Lasso is the youngest of 11 siblings in a middle-class family and catapulted himself into a top banker with just three semesters of economics in tow. Between 1989 and 2012 he was vice president, manager and president of the private Bank of Guayaquil, one of the largest in Ecuador.
A member of Opus Dei and born in Guayaquil (southwest), he defines himself as “tolerant” and “democratic”. He is married to María de Lourdes Alcívar, with whom he has five children.
Represents his movement Creating Opportunities (I believe) in combination with the doctor Alfredo Borrero.
Lasso maintains that he worked since he was 15 years old, in the Guayaquil Stock Exchange, to pay his Catholic tuition. In the public area, he was Governor of the Guayas province (capital Guayaquil) and Secretary of State (superminister) for the Economy in the administration of the ousted former president Jamil Mahuad (1998-2000, right).
Lawyer Yaku Pérez, 51, plays the indigenous movement that in October 2019 rose up against Moreno, forcing him to backtrack on a controversial rise in fuel prices.
He defines himself as “environmentalist, leftist, communitarian, deeply respectful of human rights.”
His fierce opposition to mining displeased the Correa government and for defending access to water he was detained four times, on charges of sedition and terrorism, he told AFP.
Yaku Perez, on a bicycle, days ago in Cunca. Photo: REUTERS
The son of farm laborers, Pérez – current prefect (governor) of the province of Azuay (south) – promises to be “the first president who is the son of an illiterate person.” His mother Rosa only attended three years of school.

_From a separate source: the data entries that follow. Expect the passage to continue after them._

//! Error types and result types for document store operations.
//!
//! Every fallible operation returns [`DocumentStoreResult<T>`]. Callers that only care
//! about the broad category of a failure (bad input, missing record, lost race, store
//! down) should match on [`DocumentStoreError::kind`] instead of the individual variants.

use bson::error::Error as BsonError;
use thiserror::Error;

/// Represents all possible errors that can occur when interacting with a document store.
#[derive(Error, Debug)]
pub enum DocumentStoreError {
    /// The document failed validation (a required field is missing or invalid).
    #[error("Validation error: {0}")]
    Validation(String),
    /// The identifier is not a well-formed document id.
    #[error("Invalid document id: {0}")]
    InvalidId(String),
    /// The requested document was not found in the collection.
    /// The first argument is the document ID, the second is the collection name.
    #[error("Document not found {0} in collection {1}")]
    DocumentNotFound(String, String),
    /// The document changed between read and write; the operation may be retried.
    #[error("Document {id} in collection {collection} was modified concurrently")]
    Conflict {
        /// ID of the contended document.
        id: String,
        /// Collection holding the document.
        collection: String,
    },
    /// The underlying storage cannot be reached or has been closed.
    #[error("Store unavailable: {0}")]
    StoreUnavailable(String),
    /// Serialization/deserialization error when converting between documents and BSON.
    #[error("Serialization error: {0}")]
    Serialization(String),
    /// Error during store initialization, configuration or connection setup.
    #[error("Initialization error: {0}")]
    Initialization(String),
    /// A document with the given ID already exists in the collection.
    /// The first argument is the document ID, the second is the collection name.
    #[error("Document {0} already exists in collection {1}")]
    DocumentAlreadyExists(String, String),
    /// The requested collection does not exist in the store.
    #[error("Collection not found: {0}")]
    CollectionNotFound(String),
    /// A stored value does not have the structure of a document.
    #[error("Invalid document: {0}")]
    InvalidDocument(String),
    /// An error occurred in the underlying storage backend.
    #[error("Backend error: {0}")]
    Backend(String),
}

/// Coarse classification of a [`DocumentStoreError`].
#[derive(Debug, Clone, Copy, PartialEq, Eq, Hash)]
pub enum ErrorKind {
    /// Missing or invalid required field.
    Validation,
    /// Well-formed identifier with no matching record.
    NotFound,
    /// Malformed identifier.
    InvalidId,
    /// A concurrent update won the race.
    Conflict,
    /// Underlying storage unreachable.
    StoreUnavailable,
    /// Anything else: encoding faults, driver errors, misconfiguration.
    Internal,
}

impl DocumentStoreError {
    /// Returns the category this error belongs to.
    pub fn kind(&self) -> ErrorKind {
        match self {
            DocumentStoreError::Validation(_) => ErrorKind::Validation,
            DocumentStoreError::InvalidId(_) => ErrorKind::InvalidId,
            DocumentStoreError::DocumentNotFound(..) => ErrorKind::NotFound,
            DocumentStoreError::Conflict { .. } => ErrorKind::Conflict,
            DocumentStoreError::StoreUnavailable(_) => ErrorKind::StoreUnavailable,
            DocumentStoreError::Serialization(_)
            | DocumentStoreError::Initialization(_)
            | DocumentStoreError::DocumentAlreadyExists(..)
            | DocumentStoreError::CollectionNotFound(_)
            | DocumentStoreError::InvalidDocument(_)
            | DocumentStoreError::Backend(_) => ErrorKind::Internal,
        }
    }

    /// Whether re-running the same operation may succeed.
    ///
    /// Only version conflicts qualify. Unavailability is reported as-is and retrying
    /// it is left to the caller's own policy.
    pub fn is_retryable(&self) -> bool {
        self.kind() == ErrorKind::Conflict
    }

    /// Shorthand for building a [`DocumentStoreError::Conflict`].
    pub fn conflict(id: impl ToString, collection: impl ToString) -> Self {
        DocumentStoreError::Conflict {
            id: id.to_string(),
            collection: collection.to_string(),
        }
    }
}

/// A specialized `Result` type for document store operations.
pub type DocumentStoreResult<T> = Result<T, DocumentStoreError>;

impl From<BsonError> for DocumentStoreError {
    fn from(err: BsonError) -> Self {
        DocumentStoreError::Serialization(err.to_string())
    }
}

#[cfg(test)]
mod tests {
    use super::*;

    #[test]
    fn kinds_are_distinct_for_lookup_failures() {
        let invalid = DocumentStoreError::InvalidId("nope".into());
        let missing = DocumentStoreError::DocumentNotFound("abc".into(), "Person".into());

        assert_eq!(invalid.kind(), ErrorKind::InvalidId);
        assert_eq!(missing.kind(), ErrorKind::NotFound);
        assert_ne!(invalid.kind(), missing.kind());
    }

    #[test]
    fn only_conflicts_are_retryable() {
        assert!(DocumentStoreError::conflict("abc", "Person").is_retryable());
        assert!(!DocumentStoreError::StoreUnavailable("closed".into()).is_retryable());
        assert!(!DocumentStoreError::Validation("name".into()).is_retryable());
    }
}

He was born in Cuenca, the capital of Azuay, and his original names were Carlos Ranulfo. In 2017 he changed legally and, in line with his love for nature, he chose Yaku Sacha, which in Quichua means “Water of the Mountain”.
He belongs to the thousand-year-old Kañari people, who live in the southern Andean region of Ecuador, where he emerged as an indigenous leader.
He plays the saxophone and accordion. He is an atheist and vegan, and he practices yoga. He campaigned on a bamboo bicycle.
He is a university professor and has published seven published books on indigenous and environmental issues.
He was widowed eight years ago, has two daughters, and his current partner is the Franco-Brazilian journalist Manuela Picq. He aspires to come to power through the Pachakutik party, the political arm of the majority Confederation of Indigenous Nationalities of Ecuador (Conaie).